George read the first line:
No one plans to be a hero
. Not bad. He read the first paragraph and was hooked. He looked up at her. “This is wonderful.”

She blushed. “Thank you.”

He read more, his eyes rushing over the words like a starving man being fed. His eyes filled with tears. He felt a sob in his throat and looked up. “Wow.”

She had tears in her own eyes and nodded. “It’s what I feel.”

“You’re
not
one of them.”

She shook her head.

He made an instant decision. “Come sit down.” He looked at her name printed on the front page. “Dora Roberts, welcome. Have I got a surprise for you.”

Dora listened to George. She couldn’t believe her luck. Coming over to his house on the very day, the very hour that the survivors were coming? And as for their surprise? But then she realized it was too awesome to be luck. It was God’s doing.

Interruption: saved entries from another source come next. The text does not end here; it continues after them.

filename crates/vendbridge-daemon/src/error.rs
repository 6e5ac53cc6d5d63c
//! Error classification for the bridge main loop.
//!
//! Every failure that reaches the loop is one of the variants below, and
//! [`BridgeError::is_fatal`] decides what happens next:
//!
//! | Variant | Fatal | Effect |
//! |---|---|---|
//! | `SerialOpen` | yes | startup aborted |
//! | `SerialIo` | yes | loop ends, status `error` |
//! | `Decode` | no | line dropped |
//! | `CommandParse` | no | command file deleted |
//! | `InvalidProductType` | no | command file deleted |
//! | `Filesystem` | no | operation abandoned, loop continues |

use thiserror::Error;

use vendbridge_hardware::SerialError;
use vendbridge_mailbox::MailboxError;

/// Result type alias for bridge operations.
pub type Result<T> = std::result::Result<T, BridgeError>;

#[derive(Debug, Error)]
pub enum BridgeError {
    /// The serial port could not be opened.
    #[error("Serial open failed: {0}")]
    SerialOpen(#[source] SerialError),

    /// The serial link failed after it was opened.
    #[error("Serial error: {0}")]
    SerialIo(#[source] SerialError),

    /// A line could not be classified.
    #[error("Undecodable line: {0:?}")]
    Decode(String),

    /// A command file is not valid JSON or not an object.
    #[error("{0}")]
    CommandParse(#[source] MailboxError),

    /// A command file names an unknown product.
    #[error("{0}")]
    InvalidProductType(#[source] MailboxError),

    /// A mailbox file or directory operation failed.
    #[error("{0}")]
    Filesystem(#[source] MailboxError),
}

impl BridgeError {
    /// Returns `true` if the main loop must stop.
    pub fn is_fatal(&self) -> bool {
        matches!(self, Self::SerialOpen(_) | Self::SerialIo(_))
    }

    /// Returns `true` if the error leads to deleting a command file.
    pub fn is_rejection(&self) -> bool {
        matches!(self, Self::CommandParse(_) | Self::InvalidProductType(_))
    }
}

/// `OpenFailed` maps to `SerialOpen`, every other serial failure to `SerialIo`.
impl From<SerialError> for BridgeError {
    fn from(err: SerialError) -> Self {
        if err.is_open_failure() {
            Self::SerialOpen(err)
        } else {
            Self::SerialIo(err)
        }
    }
}

impl From<MailboxError> for BridgeError {
    fn from(err: MailboxError) -> Self {
        match err {
            MailboxError::Parse { .. } => Self::CommandParse(err),
            MailboxError::InvalidProductType { .. } => Self::InvalidProductType(err),
            other => Self::Filesystem(other),
        }
    }
}

#[cfg(test)]
mod tests {
    use super::*;
    use rstest::rstest;
    use std::io;
    use std::path::PathBuf;

    fn parse_error() -> MailboxError {
        MailboxError::Parse {
            path: PathBuf::from("dispense_1.json"),
            message: "expected value".to_string(),
        }
    }

    fn product_error() -> MailboxError {
        MailboxError::InvalidProductType {
            path: PathBuf::from("dispense_2.json"),
            value: Some("soda".to_string()),
        }
    }

    fn io_error() -> MailboxError {
        MailboxError::Io {
            path: PathBuf::from("card_scans"),
            source: io::Error::new(io::ErrorKind::PermissionDenied, "denied"),
        }
    }

    #[rstest]
    #[case(BridgeError::SerialOpen(SerialError::open_failed("/dev/ttyUSB0", "busy")), true)]
    #[case(BridgeError::SerialIo(SerialError::disconnected("/dev/ttyUSB0")), true)]
    #[case(BridgeError::Decode("\u{fffd}".to_string()), false)]
    #[case(BridgeError::CommandParse(parse_error()), false)]
    #[case(BridgeError::InvalidProductType(product_error()), false)]
    #[case(BridgeError::Filesystem(io_error()), false)]
    fn test_fatal_classification(#[case] err: BridgeError, #[case] fatal: bool) {
        assert_eq!(err.is_fatal(), fatal);
    }

    #[test]
    fn test_serial_conversion() {
        let err: BridgeError = SerialError::open_failed("COM3", "access denied").into();
        assert!(matches!(err, BridgeError::SerialOpen(_)));

        let err: BridgeError = SerialError::communication("framing").into();
        assert!(matches!(err, BridgeError::SerialIo(_)));
        assert_eq!(err.to_string(), "Serial error: Communication error: framing");
    }

    #[test]
    fn test_mailbox_conversion() {
        let err: BridgeError = parse_error().into();
        assert!(matches!(err, BridgeError::CommandParse(_)));
        assert!(err.is_rejection());

        let err: BridgeError = product_error().into();
        assert!(matches!(err, BridgeError::InvalidProductType(_)));
        assert!(err.is_rejection());

        let err: BridgeError = io_error().into();
        assert!(matches!(err, BridgeError::Filesystem(_)));
        assert!(!err.is_rejection());
        assert!(!err.is_fatal());
    }
}
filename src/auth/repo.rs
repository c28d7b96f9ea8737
use async_trait::async_trait;
use sqlx::PgPool;

use crate::{
    auth::repo_types::{NewUser, User},
    db::unique_violation,
    error::AppError,
};

#[async_trait]
pub trait UserRepo: Send + Sync {
    async fn find_by_id(&self, id: i64) -> Result<Option<User>, AppError>;
    async fn find_by_email(&self, email: &str) -> Result<Option<User>, AppError>;
    async fn find_by_username(&self, username: &str) -> Result<Option<User>, AppError>;
    /// Insert a user. Uniqueness of email and username is enforced here,
    /// atomically, and reported as `DuplicateEmail` / `DuplicateUsername`.
    async fn create(&self, user: NewUser) -> Result<User, AppError>;
}

#[derive(Clone)]
pub struct PgUserRepo {
    db: PgPool,
}

impl PgUserRepo {
    pub fn new(db: PgPool) -> Self {
        Self { db }
    }
}

const USER_COLUMNS: &str = "id, username, email, password_hash, is_admin, created_at";

#[async_trait]
impl UserRepo for PgUserRepo {
    async fn find_by_id(&self, id: i64) -> Result<Option<User>, AppError> {
        let user = sqlx::query_as::<_, User>(&format!(
            "SELECT {USER_COLUMNS} FROM users WHERE id = $1"
        ))
        .bind(id)
        .fetch_optional(&self.db)
        .await?;
        Ok(user)
    }

    async fn find_by_email(&self, email: &str) -> Result<Option<User>, AppError> {
        let user = sqlx::query_as::<_, User>(&format!(
            "SELECT {USER_COLUMNS} FROM users WHERE email = $1"
        ))
        .bind(email)
        .fetch_optional(&self.db)
        .await?;
        Ok(user)
    }

    async fn find_by_username(&self, username: &str) -> Result<Option<User>, AppError> {
        let user = sqlx::query_as::<_, User>(&format!(
            "SELECT {USER_COLUMNS} FROM users WHERE username = $1"
        ))
        .bind(username)
        .fetch_optional(&self.db)
        .await?;
        Ok(user)
    }

    async fn create(&self, user: NewUser) -> Result<User, AppError> {
        let res = sqlx::query_as::<_, User>(&format!(
            r#"
            INSERT INTO users (username, email, password_hash, is_admin)
            VALUES ($1, $2, $3, $4)
            RETURNING {USER_COLUMNS}
            "#
        ))
        .bind(&user.username)
        .bind(&user.email)
        .bind(&user.password_hash)
        .bind(user.is_admin)
        .fetch_one(&self.db)
        .await;

        match res {
            Ok(u) => Ok(u),
            Err(e) => match unique_violation(&e).as_deref() {
                Some("users_email_key") => Err(AppError::DuplicateEmail),
                Some("users_username_key") => Err(AppError::DuplicateUsername),
                _ => Err(e.into()),
            },
        }
    }
}

#[cfg(test)]
mod tests {
    use super::*;

    fn new_user(username: &str, email: &str) -> NewUser {
        NewUser {
            username: username.into(),
            email: email.into(),
            password_hash: "hash".into(),
            is_admin: false,
        }
    }

    #[sqlx::test]
    async fn unique_constraints_map_to_duplicate_errors(pool: PgPool) {
        let repo = PgUserRepo::new(pool);
        let first = repo
            .create(new_user("alice", "alice@example.com"))
            .await
            .unwrap();

        let err = repo
            .create(new_user("alice2", "alice@example.com"))
            .await
            .unwrap_err();
        assert!(matches!(err, AppError::DuplicateEmail));

        let err = repo
            .create(new_user("alice", "other@example.com"))
            .await
            .unwrap_err();
        assert!(matches!(err, AppError::DuplicateUsername));

        let found = repo.find_by_email("alice@example.com").await.unwrap().unwrap();
        assert_eq!(found.id, first.id);
        assert_eq!(found.username, "alice");
    }

    #[sqlx::test]
    async fn overlong_username_is_a_validation_error(pool: PgPool) {
        let repo = PgUserRepo::new(pool);
        let err = repo
            .create(new_user(&"u".repeat(101), "long@example.com"))
            .await
            .unwrap_err();
        assert!(matches!(err, AppError::Validation(_)));
        assert!(repo.find_by_email("long@example.com").await.unwrap().is_none());
    }
}
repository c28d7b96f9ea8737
mod dto;
pub mod handlers;
pub mod repo;
pub mod repo_types;
pub mod services;

use crate::state::AppState;
use axum::Router;

pub fn router() -> Router<AppState> {
    handlers::meal_routes()
}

“I feel very honored you’re letting me stay.”

“No problem,” said George, moving to the front window and
pulling the curtain aside. “You’ve earned it. I want all of them to hear what you’ve written.”

“Hear?”

“I want you to read it to them.”

Dora’s stomach clenched. Writing was one thing. Performing another. “I’m not sure I can—”

“Of course you can. And they need to hear it. Case closed.”